Deploying Kaseya VSA agents to provisioned workstations and servers from a standard image can be a challenge. Using the typical methods result in duplicate GUID’s due to the nature of the technology making it impossible to accurately monitor and report on these types of machines.

The following procedure has been tried a tested (successfully) numerous times on Citrix VDI/SBC environments leveraging Provisioning Server and Machine Creation Services. That being said, the process should work on other systems that are non-persistent providing they have a persistent volume where the application files can be placed.

The term ‘Target Devices’ used throughout this process is what provisioned desktops and servers are called in Citrix Provisioning server.
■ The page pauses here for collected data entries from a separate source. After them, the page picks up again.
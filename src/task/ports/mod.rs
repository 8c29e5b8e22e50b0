//! Port contracts for task management.
//!
//! Ports define infrastructure-agnostic interfaces used by task services.

pub mod geocoder;
pub mod media;
pub mod repository;

pub use geocoder::{GeocodeError, Geocoder};
pub use media::MediaStore;
pub use repository::{TaskRepository, TaskRepositoryError, TaskRepositoryResult};
//! Source initializers
//!
//! A source turns the raw configuration into validated, connector-specific
//! settings. Initialization is where fatal configuration errors surface, so a
//! connector never opens a connection with settings that cannot work.

mod region;
mod s3;

pub use region::Region;
pub use s3::{DEFAULT_CONNECTION_TIMEOUT_SECS, S3Keys};
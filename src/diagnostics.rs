//! Diagnostic output for configuration and extraction state
//!
//! Everything here takes plain values in and produces log lines. Nothing
//! reads or mutates extraction state directly, so reports can be built and
//! tested apart from the code they describe.

use crate::config::{AnyProperty, ConfigSet};
use std::fmt;

const MASK: &str = "********";

/// An ordered set of named field values captured from one state object
#[derive(Debug, Clone, Default, PartialEq, Eq)]
pub struct Snapshot {
    title: String,
    fields: Vec<(&'static str, String)>,
}

impl Snapshot {
    pub fn new(title: impl Into<String>) -> Self {
        Self {
            title: title.into(),
            fields: Vec::new(),
        }
    }

    /// Append one field
    pub fn field(mut self, name: &'static str, value: impl fmt::Display) -> Self {
        self.fields.push((name, value.to_string()));
        self
    }

    /// Append an optional field, rendering `None` as `-`
    pub fn optional(self, name: &'static str, value: Option<impl fmt::Display>) -> Self {
        match value {
            Some(v) => self.field(name, v),
            None => self.field(name, "-"),
        }
    }

    /// Append a credential, masked unless empty
    pub fn secret(self, name: &'static str, value: &str) -> Self {
        if value.is_empty() {
            self.field(name, "")
        } else {
            self.field(name, MASK)
        }
    }

    /// Append every field of a nested snapshot, keeping this title
    pub fn extend(mut self, other: Snapshot) -> Self {
        self.fields.extend(other.fields);
        self
    }

    pub fn title(&self) -> &str {
        &self.title
    }

    pub fn fields(&self) -> &[(&'static str, String)] {
        &self.fields
    }

    /// Look up a field value by name
    pub fn get(&self, name: &str) -> Option<&str> {
        self.fields
            .iter()
            .find(|(n, _)| *n == name)
            .map(|(_, v)| v.as_str())
    }
}

/// Render the resolved value of each descriptor as one line
pub fn usage_lines(properties: &[AnyProperty<'_>], config: &ConfigSet) -> Vec<String> {
    properties
        .iter()
        .map(|p| {
            let value = if p.is_secret() && !p.is_blank(config) {
                MASK.to_string()
            } else {
                p.resolve(config).to_string()
            };
            format!("Property {} ({}) has value {}", p.key(), p.kind(), value)
        })
        .collect()
}

/// Log the resolved value of each descriptor at info level
pub fn log_usage(properties: &[AnyProperty<'_>], config: &ConfigSet) {
    for line in usage_lines(properties, config) {
        log::info!("{}", line);
    }
}

/// Render a snapshot as log lines, headed by the work unit label
pub fn snapshot_lines(snapshot: &Snapshot, label: &str) -> Vec<String> {
    let mut lines = Vec::with_capacity(snapshot.fields.len() + 1);
    lines.push(format!(
        "These are values in {} regarding to work unit: {}",
        snapshot.title, label
    ));
    lines.extend(
        snapshot
            .fields
            .iter()
            .map(|(name, value)| format!("{}: {}", name, value)),
    );
    lines
}

/// Log a snapshot at debug level
pub fn log_debug_snapshot(snapshot: &Snapshot, label: &str) {
    for line in snapshot_lines(snapshot, label) {
        log::debug!("{}", line);
    }
}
If you are not familiar with Citrix Provisioning server, think of these as being your non-persistent machines that the image is being delivered to.
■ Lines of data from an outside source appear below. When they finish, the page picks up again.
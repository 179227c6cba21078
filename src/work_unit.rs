//! Work unit context passed into diagnostics

use crate::config::{ConfigSet, Property};

/// Label used in diagnostics when no work unit is available
pub const PLACEHOLDER_LABEL: &str = "testing";

/// Identity of one unit of work handed to an extractor by the job framework
///
/// The core only reads properties from it, never writes.
#[derive(Debug, Clone, Default, PartialEq, Eq)]
pub struct WorkUnit {
    props: ConfigSet,
}

impl WorkUnit {
    pub fn new(props: ConfigSet) -> Self {
        Self { props }
    }

    pub fn props(&self) -> &ConfigSet {
        &self.props
    }

    /// Label identifying a work unit in log output
    ///
    /// Reads the dataset URN through the given descriptor and falls back to
    /// [`PLACEHOLDER_LABEL`] when there is no work unit or the URN is blank.
    pub fn label(work_unit: Option<&WorkUnit>, dataset_urn: &Property<String>) -> String {
        work_unit
            .filter(|wu| dataset_urn.is_valid_non_blank(&wu.props))
            .map(|wu| dataset_urn.value_or_default(&wu.props))
            .unwrap_or_else(|| PLACEHOLDER_LABEL.to_string())
    }
}

#[cfg(test)]
mod tests {
    use super::*;
    use crate::config::PropertyCatalog;

    #[test]
    fn test_label_from_dataset_urn() {
        let catalog = PropertyCatalog::new();
        let wu = WorkUnit::new(ConfigSet::from_pairs([("dataset.urn", "orders-2024-01")]));
        assert_eq!(WorkUnit::label(Some(&wu), &catalog.dataset_urn), "orders-2024-01");
    }

    #[test]
    fn test_label_falls_back() {
        let catalog = PropertyCatalog::new();
        assert_eq!(WorkUnit::label(None, &catalog.dataset_urn), "testing");

        let blank = WorkUnit::new(ConfigSet::from_pairs([("dataset.urn", " ")]));
        assert_eq!(WorkUnit::label(Some(&blank), &catalog.dataset_urn), "testing");
    }
}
  1. The first thing we want to do is create an Organisational Unit (OU) where your update / maintenance target device(s) will live.
  2. Apply a GPO to the maintenance Organisational Unit (OU) which will stop Kaseya communicating with the master server.
  3. Create a new agent package configured to install the agent on the persistent drive, typically, the ‘writecache’.
  4. Create a new version and open the master image / vDisk in maintenance mode (read/write)
  5. Manually install the package onto the new version making sure the GPO is working which prevents communication with Kaseya (Stopping the agent from connecting to the Kaseya master server which in turn updates the KaseyaD.ini file)
  6. Once installed, go into the install location on the persistent drive and scoop out a copy of the folder labelled with the agent ID, this is typically found inside ‘Program Files (x86)\Kaseya’ (You will need this for later)
  7. Stop the Kaseya services.
  8. Delete the following 3 registry keys:
  9. Perform typical cleanup tasks and shutdown the machine.
  10. Promote new version to Test/Production.
  11. Place the folder that was copied in step 3 into the persistent drive on all target devices that are provisioned from the master image / vDisk (This should be placed in the directory Kaseya expects to find it as configured in step 1 (Regedit can be used to confirm this)
  12. Reboot your target devices.

That’s it… you’re done. Provisioned / non-persistent machines should now report into the Kaseya master server with a unique GUID as do standard machines.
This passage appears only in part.